Complaint is made of the remarks of plaintiffs' counsel to the jury, but as no objection was made thereto at the trial or request for the withdrawal of a juror, the matter cannot now be considered: Kelly v. Scranton Ry. Co., 270 Pa. 77; Boggs v. Jewell Tea Co., 266 Pa. 429; McEvoy v. Quaker City Cab Co.,264 Pa. 418. Moreover, we have examined the alleged objectionable remarks and are not satisfied they were such as to require the withdrawal of a juror, had timely request therefor been made.
Our attention is called to certain excerpts from the charge, but they are free from error when taken with the context, as they must be. The sentence in the charge, quoting Mr. Smithers [defendant's attorney], was not just what he had said, but as it was free from error in law, and he did not ask to have it corrected at the trial, it affords no ground for setting aside the verdict. At most, it was a mistake of fact, not covered by the general exception taken: section 2 Act of May 24, 1923, P. L. *Page 256 439. There was no error in instructing the jury, in substance, that, while plaintiffs' criminal records affected their credibility as witnesses, it had no effect upon their right to contract.

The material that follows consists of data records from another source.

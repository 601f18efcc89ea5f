//! User administration (admin only)
//!
//! - GET /users - All users
//! - GET /users/{id} - User with their API tokens
//! - GET|POST /users/new - Create a user
//! - GET|POST /users/{id}/edit - Edit name, email and admin flag
//! - GET|POST /users/{id}/change-password - Set a new password

use axum::{
    extract::OriginalUri,
    response::{Html, Redirect},
    routing::get,
    Form, Router,
};
use tracing::info;

use super::middleware::{AdminError, AppState, RequestScope};
use super::resource::RouteParams;
use crate::models::{form::apply_errors, ChangePasswordForm, FormErrors, FormField, UserForm};
use crate::views::Section;

fn user_id(params: &[(String, String)]) -> Result<i64, AdminError> {
    params
        .iter()
        .find(|(name, _)| name == "user_id")
        .and_then(|(_, value)| value.parse().ok())
        .ok_or_else(|| AdminError::not_found("/users"))
}

fn render_form(
    scope: &RequestScope,
    title: &str,
    mut fields: Vec<FormField>,
    errors: Option<&FormErrors>,
    action: &str,
    cancel_to: &str,
) -> Result<String, AdminError> {
    if let Some(errors) = errors {
        apply_errors(&mut fields, errors);
    }
    let mut context = scope.page(Section::Users);
    context.insert("title", title);
    context.insert("fields", &fields);
    context.insert("action", action);
    context.insert("cancel_to", cancel_to);
    context.insert("has_errors", &errors.is_some_and(|e| !e.is_empty()));
    Ok(scope.views.render("resource/form.html", &context)?)
}

/// GET /users
pub async fn index(scope: RequestScope) -> Result<Html<String>, AdminError> {
    let users = scope.accounts.users().await?;

    let mut context = scope.page(Section::Users);
    context.insert("users", &users);
    scope.render("users/index.html", &context)
}

/// GET /users/{user_id}
pub async fn show(scope: RequestScope, RouteParams(params): RouteParams) -> Result<Html<String>, AdminError> {
    let id = user_id(&params)?;
    let (user, tokens) = tokio::try_join!(scope.accounts.user(id), scope.accounts.user_tokens(id))
        .map_err(|e| AdminError::from(e).or_redirect("/users"))?;

    let mut context = scope.page(Section::Users);
    context.insert("user", &user);
    context.insert("tokens", &tokens);
    scope.render("users/show.html", &context)
}

/// GET /users/new
pub async fn new_form(scope: RequestScope, OriginalUri(uri): OriginalUri) -> Result<Html<String>, AdminError> {
    let fields = UserForm::default().fields(true);
    Ok(Html(render_form(&scope, "New User", fields, None, uri.path(), "/users")?))
}

/// POST /users/new
pub async fn create(
    scope: RequestScope,
    OriginalUri(uri): OriginalUri,
    Form(form): Form<UserForm>,
) -> Result<Redirect, AdminError> {
    let payload = form.validate(true).map_err(|errors| {
        match render_form(&scope, "New User", form.fields(true), Some(&errors), uri.path(), "/users") {
            Ok(html) => AdminError::Validation(html),
            Err(e) => e,
        }
    })?;

    let user = scope.accounts.create_user(&payload).await?;
    info!("Created user {}", user.id);
    Ok(Redirect::to(&format!("/users/{}", user.id)))
}

/// GET /users/{user_id}/edit
pub async fn edit_form(
    scope: RequestScope,
    RouteParams(params): RouteParams,
    OriginalUri(uri): OriginalUri,
) -> Result<Html<String>, AdminError> {
    let id = user_id(&params)?;
    let user = scope
        .accounts
        .user(id)
        .await
        .map_err(|e| AdminError::from(e).or_redirect("/users"))?;

    let title = format!("Edit User {}", user.name);
    let fields = UserForm::from_user(&user).fields(false);
    let back = format!("/users/{}", id);
    Ok(Html(render_form(&scope, &title, fields, None, uri.path(), &back)?))
}

/// POST /users/{user_id}/edit
pub async fn update(
    scope: RequestScope,
    RouteParams(params): RouteParams,
    OriginalUri(uri): OriginalUri,
    Form(form): Form<UserForm>,
) -> Result<Redirect, AdminError> {
    let id = user_id(&params)?;
    let back = format!("/users/{}", id);
    let payload = form.validate(false).map_err(|errors| {
        match render_form(&scope, "Edit User", form.fields(false), Some(&errors), uri.path(), &back) {
            Ok(html) => AdminError::Validation(html),
            Err(e) => e,
        }
    })?;

    let user = scope
        .accounts
        .patch_user(id, &payload)
        .await
        .map_err(|e| AdminError::from(e).or_redirect("/users"))?;
    info!("Updated user {}", user.id);
    Ok(Redirect::to(&format!("/users/{}", user.id)))
}

/// GET /users/{user_id}/change-password
pub async fn change_password_form(
    scope: RequestScope,
    RouteParams(params): RouteParams,
    OriginalUri(uri): OriginalUri,
) -> Result<Html<String>, AdminError> {
    let id = user_id(&params)?;
    let user = scope
        .accounts
        .user(id)
        .await
        .map_err(|e| AdminError::from(e).or_redirect("/users"))?;

    let title = format!("Change Password of {}", user.name);
    let fields = ChangePasswordForm::default().fields();
    let back = format!("/users/{}", id);
    Ok(Html(render_form(&scope, &title, fields, None, uri.path(), &back)?))
}

/// POST /users/{user_id}/change-password
pub async fn change_password(
    scope: RequestScope,
    RouteParams(params): RouteParams,
    OriginalUri(uri): OriginalUri,
    Form(form): Form<ChangePasswordForm>,
) -> Result<Redirect, AdminError> {
    let id = user_id(&params)?;
    let back = format!("/users/{}", id);
    let password = form.validate().map_err(|errors| {
        match render_form(&scope, "Change Password", form.fields(), Some(&errors), uri.path(), &back) {
            Ok(html) => AdminError::Validation(html),
            Err(e) => e,
        }
    })?;

    let user = scope
        .accounts
        .change_password(id, &password)
        .await
        .map_err(|e| AdminError::from(e).or_redirect("/users"))?;
    info!("Changed password of user {}", user.id);
    Ok(Redirect::to(&format!("/users/{}", user.id)))
}

pub fn router() -> Router<AppState> {
    Router::new()
        .route("/", get(index))
        .route("/new", get(new_form).post(create))
        .route("/{user_id}", get(show))
        .route("/{user_id}/edit", get(edit_form).post(update))
        .route("/{user_id}/change-password", get(change_password_form).post(change_password))
}

#[cfg(test)]
mod tests {
    use super::*;

    #[test]
    fn test_user_id() {
        let params = vec![("user_id".to_string(), "12".to_string())];
        assert_eq!(user_id(&params).unwrap(), 12);

        let params = vec![("user_id".to_string(), "x".to_string())];
        assert!(matches!(user_id(&params), Err(AdminError::NotFound { ref redirect_to }) if redirect_to == "/users"));
    }
}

The insurance policy was issued to both plaintiffs and there was some question as to the sufficiency of proof of joint ownership, but as defendant, by its third request, which was affirmed, asked to have that question submitted to the jury, it cannot now complain that the finding thereon was without sufficient evidence: Means v. Gridley, 164 Pa. 387. "The request is equivalent to an admission that there is evidence sufficient to go to the jury on the issue": 38 Cyc. 1638; and see Carpenter v. Lancaster, 212 Pa. 581. In affirming defendant's first and second requests, the trial judge pointedly called the jury's attention to the tainted character of plaintiffs' testimony and what constituted a credible witness and there was no error in explaining in the general charge that a credible witness was one who was honestly trying to tell the truth without taint or favor and who convinced the jury of his integrity and inspired them with confidence. The charge as a whole is not assigned as error, so the question of its adequacy is not before us.
In Cantor v. National Surety Co., 208 N.Y. Appellate Division Reports 370, relied on by defendant, the appellate division granted a new trial, inter alia, because the verdict was against the weight of the evidence; but, in our practice, that is usually the function of the trial court.